Intestinal fibrosis is characterised by the accumulation of extracellular matrix (ECM) within the intestinal walls (Lenti and Di Sabatino 2019). Indeed, fibrogenesis is a self-limiting physiological process triggered by harmful stimuli aimed at restoring damaged tissue to its original state. However, in conditions of chronic inflammation, such as that of inflammatory bowel disease (IBD), comprising Crohn's disease (CD) and ulcerative colitis (UC), this process takes a pathological turn, resulting in irreversible structural and functional damage to the intestine. While, to some extent, the occurrence of fibrosis is important to limit the spread of inflammation, in more advance phases, it has a detrimental effect on bowel functions, eventually leading to the need for surgery (Lenti and Di Sabatino 2019).

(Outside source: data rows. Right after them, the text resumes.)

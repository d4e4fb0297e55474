use axum::{
    extract::{Path, State},
    http::{HeaderMap, StatusCode},
    Json,
};

use crate::dtos::{InitPaymentRequest, InitPaymentResponse, PaymentStatusResponse};
use crate::error::{ApiError, GatewayError};
use crate::flows;
use crate::middleware::{api_key::authenticate, steps::RequestSteps};
use crate::startup::AppState;
use crate::utils::ValidatedJson;

pub async fn init_payment(
    RequestSteps(mut steps): RequestSteps,
    State(state): State<AppState>,
    headers: HeaderMap,
    payload: Result<ValidatedJson<InitPaymentRequest>, GatewayError>,
) -> Result<(StatusCode, Json<InitPaymentResponse>), ApiError> {
    let session = authenticate(&mut steps, state.store.as_ref(), &headers)
        .await
        .map_err(|e| ApiError::fail(&mut steps, e))?;

    let ValidatedJson(request) = payload.map_err(|e| ApiError::fail(&mut steps, e))?;

    let response = flows::payment::init_payment(&mut steps, &state, &session, &request)
        .await
        .map_err(|e| ApiError::fail(&mut steps, e))?;

    Ok((StatusCode::CREATED, Json(response)))
}

pub async fn payment_status(
    RequestSteps(mut steps): RequestSteps,
    State(state): State<AppState>,
    headers: HeaderMap,
    Path(payment_id): Path<String>,
) -> Result<Json<PaymentStatusResponse>, ApiError> {
    let session = authenticate(&mut steps, state.store.as_ref(), &headers)
        .await
        .map_err(|e| ApiError::fail(&mut steps, e))?;

    let status = flows::payment::payment_status(&mut steps, &state, &session, &payment_id)
        .await
        .map_err(|e| ApiError::fail(&mut steps, e))?;

    Ok(Json(status))
}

While inflammation triggers fibrosis, it has become increasingly evident that this process can progress independently and be self-sustaining, although the exact causes are unknown (Rieder et al., 2016a, Rieder et al., 2016b). Fibrosis involves a complex interplay of molecules and cells, making it a heterogeneous and intricate condition that poses challenges for effective treatment. Recent discoveries have significantly expanded our understanding of the pathogenesis of intestinal fibrosis, unveiling new therapeutic targets that hold promise for addressing this unmet medical need (Yoo et al., 2020, D'Alessio et al., 2022).

Therefore, in this review, we will summarize the current knowledge about intestinal fibrosis, starting from the pathogenesis of this condition, the clinical aspects, and the potential therapeutic targets.